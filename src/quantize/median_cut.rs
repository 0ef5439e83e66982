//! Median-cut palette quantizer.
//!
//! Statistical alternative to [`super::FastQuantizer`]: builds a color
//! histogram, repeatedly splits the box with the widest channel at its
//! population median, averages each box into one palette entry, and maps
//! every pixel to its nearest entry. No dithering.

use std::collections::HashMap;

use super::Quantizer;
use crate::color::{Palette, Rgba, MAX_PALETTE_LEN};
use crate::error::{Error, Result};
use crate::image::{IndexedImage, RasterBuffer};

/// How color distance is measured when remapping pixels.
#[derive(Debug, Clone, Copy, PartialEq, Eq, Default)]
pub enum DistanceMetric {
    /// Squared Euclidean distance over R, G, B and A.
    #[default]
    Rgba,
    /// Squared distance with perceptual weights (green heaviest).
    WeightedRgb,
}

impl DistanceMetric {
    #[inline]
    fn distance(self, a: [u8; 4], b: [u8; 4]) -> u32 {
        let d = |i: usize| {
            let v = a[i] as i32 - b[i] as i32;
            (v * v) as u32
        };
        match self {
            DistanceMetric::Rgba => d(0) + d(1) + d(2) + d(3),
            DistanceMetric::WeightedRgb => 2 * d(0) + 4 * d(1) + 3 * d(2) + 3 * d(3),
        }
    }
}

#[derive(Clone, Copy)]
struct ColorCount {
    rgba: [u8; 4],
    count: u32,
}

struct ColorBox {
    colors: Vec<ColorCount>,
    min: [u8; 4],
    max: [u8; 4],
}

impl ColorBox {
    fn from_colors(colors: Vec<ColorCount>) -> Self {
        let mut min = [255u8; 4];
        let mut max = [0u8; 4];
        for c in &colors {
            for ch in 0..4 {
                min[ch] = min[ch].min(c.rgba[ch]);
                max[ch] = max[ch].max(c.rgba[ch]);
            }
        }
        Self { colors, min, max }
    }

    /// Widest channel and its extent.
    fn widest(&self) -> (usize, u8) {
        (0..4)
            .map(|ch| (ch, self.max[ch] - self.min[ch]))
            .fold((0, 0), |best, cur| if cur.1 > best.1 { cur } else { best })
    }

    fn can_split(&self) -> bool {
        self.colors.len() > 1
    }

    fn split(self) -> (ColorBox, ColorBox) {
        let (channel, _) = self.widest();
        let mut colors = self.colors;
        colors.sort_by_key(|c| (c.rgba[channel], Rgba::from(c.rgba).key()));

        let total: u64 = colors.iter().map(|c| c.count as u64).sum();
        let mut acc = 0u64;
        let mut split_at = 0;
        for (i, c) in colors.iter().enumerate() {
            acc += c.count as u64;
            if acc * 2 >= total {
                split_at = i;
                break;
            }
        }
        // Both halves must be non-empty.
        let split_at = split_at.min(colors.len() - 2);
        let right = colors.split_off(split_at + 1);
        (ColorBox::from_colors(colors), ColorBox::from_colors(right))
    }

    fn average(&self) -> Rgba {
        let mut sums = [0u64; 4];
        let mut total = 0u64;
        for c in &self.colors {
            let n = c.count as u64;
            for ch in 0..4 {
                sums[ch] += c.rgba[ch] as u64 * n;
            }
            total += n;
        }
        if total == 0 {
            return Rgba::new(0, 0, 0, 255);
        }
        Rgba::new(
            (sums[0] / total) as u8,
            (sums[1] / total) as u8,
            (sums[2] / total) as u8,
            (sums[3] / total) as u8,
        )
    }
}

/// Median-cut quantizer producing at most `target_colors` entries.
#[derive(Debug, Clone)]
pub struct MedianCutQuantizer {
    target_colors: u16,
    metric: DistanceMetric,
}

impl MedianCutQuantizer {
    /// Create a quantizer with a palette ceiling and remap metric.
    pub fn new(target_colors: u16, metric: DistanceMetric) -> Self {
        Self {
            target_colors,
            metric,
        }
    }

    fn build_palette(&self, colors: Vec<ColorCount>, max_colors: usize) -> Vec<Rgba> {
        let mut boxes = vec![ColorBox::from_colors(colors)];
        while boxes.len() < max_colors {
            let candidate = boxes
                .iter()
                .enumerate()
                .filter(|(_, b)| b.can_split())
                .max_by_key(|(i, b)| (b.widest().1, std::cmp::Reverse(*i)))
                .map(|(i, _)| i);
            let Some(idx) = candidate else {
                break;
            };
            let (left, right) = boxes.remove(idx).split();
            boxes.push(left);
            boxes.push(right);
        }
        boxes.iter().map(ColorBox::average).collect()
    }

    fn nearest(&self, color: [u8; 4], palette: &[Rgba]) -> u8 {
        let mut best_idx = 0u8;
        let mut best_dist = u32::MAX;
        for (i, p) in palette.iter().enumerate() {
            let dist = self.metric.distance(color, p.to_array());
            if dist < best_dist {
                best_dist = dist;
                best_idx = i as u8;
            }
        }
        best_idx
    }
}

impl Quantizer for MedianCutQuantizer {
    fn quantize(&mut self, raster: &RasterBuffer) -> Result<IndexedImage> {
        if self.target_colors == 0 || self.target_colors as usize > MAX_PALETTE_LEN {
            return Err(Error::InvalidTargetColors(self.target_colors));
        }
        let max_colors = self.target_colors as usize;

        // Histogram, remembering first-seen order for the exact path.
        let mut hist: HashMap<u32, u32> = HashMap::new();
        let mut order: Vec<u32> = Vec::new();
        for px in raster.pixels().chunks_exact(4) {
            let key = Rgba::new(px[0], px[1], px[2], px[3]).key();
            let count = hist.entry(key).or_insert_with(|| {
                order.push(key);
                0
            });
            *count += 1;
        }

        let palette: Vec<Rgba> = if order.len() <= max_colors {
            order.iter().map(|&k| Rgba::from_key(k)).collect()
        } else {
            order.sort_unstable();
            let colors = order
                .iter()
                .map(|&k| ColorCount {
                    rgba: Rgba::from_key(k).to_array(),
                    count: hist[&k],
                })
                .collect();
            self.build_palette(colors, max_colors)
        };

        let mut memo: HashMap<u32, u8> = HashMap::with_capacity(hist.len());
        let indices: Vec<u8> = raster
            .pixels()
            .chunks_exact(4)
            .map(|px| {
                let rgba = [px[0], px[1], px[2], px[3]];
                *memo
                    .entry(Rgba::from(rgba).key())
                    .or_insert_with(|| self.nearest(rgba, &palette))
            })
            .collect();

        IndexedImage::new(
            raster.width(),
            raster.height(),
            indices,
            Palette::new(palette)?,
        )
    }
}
= = = =
• Instructions for the task:
The full listing above needs to be retyped exactly.

• Output below:
filename src/quantize/median_cut.rs
repository 0ef5439e83e66982
//! Median-cut palette quantizer.
//!
//! Statistical alternative to [`super::FastQuantizer`]: builds a color
//! histogram, repeatedly splits the box with the widest channel at its
//! population median, averages each box into one palette entry, and maps
//! every pixel to its nearest entry. No dithering.

use std::collections::HashMap;

use super::Quantizer;
use crate::color::{Palette, Rgba, MAX_PALETTE_LEN};
use crate::error::{Error, Result};
use crate::image::{IndexedImage, RasterBuffer};

/// How color distance is measured when remapping pixels.
#[derive(Debug, Clone, Copy, PartialEq, Eq, Default)]
pub enum DistanceMetric {
    /// Squared Euclidean distance over R, G, B and A.
    #[default]
    Rgba,
    /// Squared distance with perceptual weights (green heaviest).
    WeightedRgb,
}

impl DistanceMetric {
    #[inline]
    fn distance(self, a: [u8; 4], b: [u8; 4]) -> u32 {
        let d = |i: usize| {
            let v = a[i] as i32 - b[i] as i32;
            (v * v) as u32
        };
        match self {
            DistanceMetric::Rgba => d(0) + d(1) + d(2) + d(3),
            DistanceMetric::WeightedRgb => 2 * d(0) + 4 * d(1) + 3 * d(2) + 3 * d(3),
        }
    }
}

#[derive(Clone, Copy)]
struct ColorCount {
    rgba: [u8; 4],
    count: u32,
}

struct ColorBox {
    colors: Vec<ColorCount>,
    min: [u8; 4],
    max: [u8; 4],
}

impl ColorBox {
    fn from_colors(colors: Vec<ColorCount>) -> Self {
        let mut min = [255u8; 4];
        let mut max = [0u8; 4];
        for c in &colors {
            for ch in 0..4 {
                min[ch] = min[ch].min(c.rgba[ch]);
                max[ch] = max[ch].max(c.rgba[ch]);
            }
        }
        Self { colors, min, max }
    }

    /// Widest channel and its extent.
    fn widest(&self) -> (usize, u8) {
        (0..4)
            .map(|ch| (ch, self.max[ch] - self.min[ch]))
            .fold((0, 0), |best, cur| if cur.1 > best.1 { cur } else { best })
    }

    fn can_split(&self) -> bool {
        self.colors.len() > 1
    }

    fn split(self) -> (ColorBox, ColorBox) {
        let (channel, _) = self.widest();
        let mut colors = self.colors;
        colors.sort_by_key(|c| (c.rgba[channel], Rgba::from(c.rgba).key()));

        let total: u64 = colors.iter().map(|c| c.count as u64).sum();
        let mut acc = 0u64;
        let mut split_at = 0;
        for (i, c) in colors.iter().enumerate() {
            acc += c.count as u64;
            if acc * 2 >= total {
                split_at = i;
                break;
            }
        }
        // Both halves must be non-empty.
        let split_at = split_at.min(colors.len() - 2);
        let right = colors.split_off(split_at + 1);
        (ColorBox::from_colors(colors), ColorBox::from_colors(right))
    }

    fn average(&self) -> Rgba {
        let mut sums = [0u64; 4];
        let mut total = 0u64;
        for c in &self.colors {
            let n = c.count as u64;
            for ch in 0..4 {
                sums[ch] += c.rgba[ch] as u64 * n;
            }
            total += n;
        }
        if total == 0 {
            return Rgba::new(0, 0, 0, 255);
        }
        Rgba::new(
            (sums[0] / total) as u8,
            (sums[1] / total) as u8,
            (sums[2] / total) as u8,
            (sums[3] / total) as u8,
        )
    }
}

/// Median-cut quantizer producing at most `target_colors` entries.
#[derive(Debug, Clone)]
pub struct MedianCutQuantizer {
    target_colors: u16,
    metric: DistanceMetric,
}

impl MedianCutQuantizer {
    /// Create a quantizer with a palette ceiling and remap metric.
    pub fn new(target_colors: u16, metric: DistanceMetric) -> Self {
        Self {
            target_colors,
            metric,
        }
    }

    fn build_palette(&self, colors: Vec<ColorCount>, max_colors: usize) -> Vec<Rgba> {
        let mut boxes = vec![ColorBox::from_colors(colors)];
        while boxes.len() < max_colors {
            let candidate = boxes
                .iter()
                .enumerate()
                .filter(|(_, b)| b.can_split())
                .max_by_key(|(i, b)| (b.widest().1, std::cmp::Reverse(*i)))
                .map(|(i, _)| i);
            let Some(idx) = candidate else {
                break;
            };
            let (left, right) = boxes.remove(idx).split();
            boxes.push(left);
            boxes.push(right);
        }
        boxes.iter().map(ColorBox::average).collect()
    }

    fn nearest(&self, color: [u8; 4], palette: &[Rgba]) -> u8 {
        let mut best_idx = 0u8;
        let mut best_dist = u32::MAX;
        for (i, p) in palette.iter().enumerate() {
            let dist = self.metric.distance(color, p.to_array());
            if dist < best_dist {
                best_dist = dist;
                best_idx = i as u8;
            }
        }
        best_idx
    }
}

impl Quantizer for MedianCutQuantizer {
    fn quantize(&mut self, raster: &RasterBuffer) -> Result<IndexedImage> {
        if self.target_colors == 0 || self.target_colors as usize > MAX_PALETTE_LEN {
            return Err(Error::InvalidTargetColors(self.target_colors));
        }
        let max_colors = self.target_colors as usize;

        // Histogram, remembering first-seen order for the exact path.
        let mut hist: HashMap<u32, u32> = HashMap::new();
        let mut order: Vec<u32> = Vec::new();
        for px in raster.pixels().chunks_exact(4) {
            let key = Rgba::new(px[0], px[1], px[2], px[3]).key();
            let count = hist.entry(key).or_insert_with(|| {
                order.push(key);
                0
            });
            *count += 1;
        }

        let palette: Vec<Rgba> = if order.len() <= max_colors {
            order.iter().map(|&k| Rgba::from_key(k)).collect()
        } else {
            order.sort_unstable();
            let colors = order
                .iter()
                .map(|&k| ColorCount {
                    rgba: Rgba::from_key(k).to_array(),
                    count: hist[&k],
                })
                .collect();
            self.build_palette(colors, max_colors)
        };

        let mut memo: HashMap<u32, u8> = HashMap::with_capacity(hist.len());
        let indices: Vec<u8> = raster
            .pixels()
            .chunks_exact(4)
            .map(|px| {
                let rgba = [px[0], px[1], px[2], px[3]];
                *memo
                    .entry(Rgba::from(rgba).key())
                    .or_insert_with(|| self.nearest(rgba, &palette))
            })
            .collect();

        IndexedImage::new(
            raster.width(),
            raster.height(),
            indices,
            Palette::new(palette)?,
        )
    }
}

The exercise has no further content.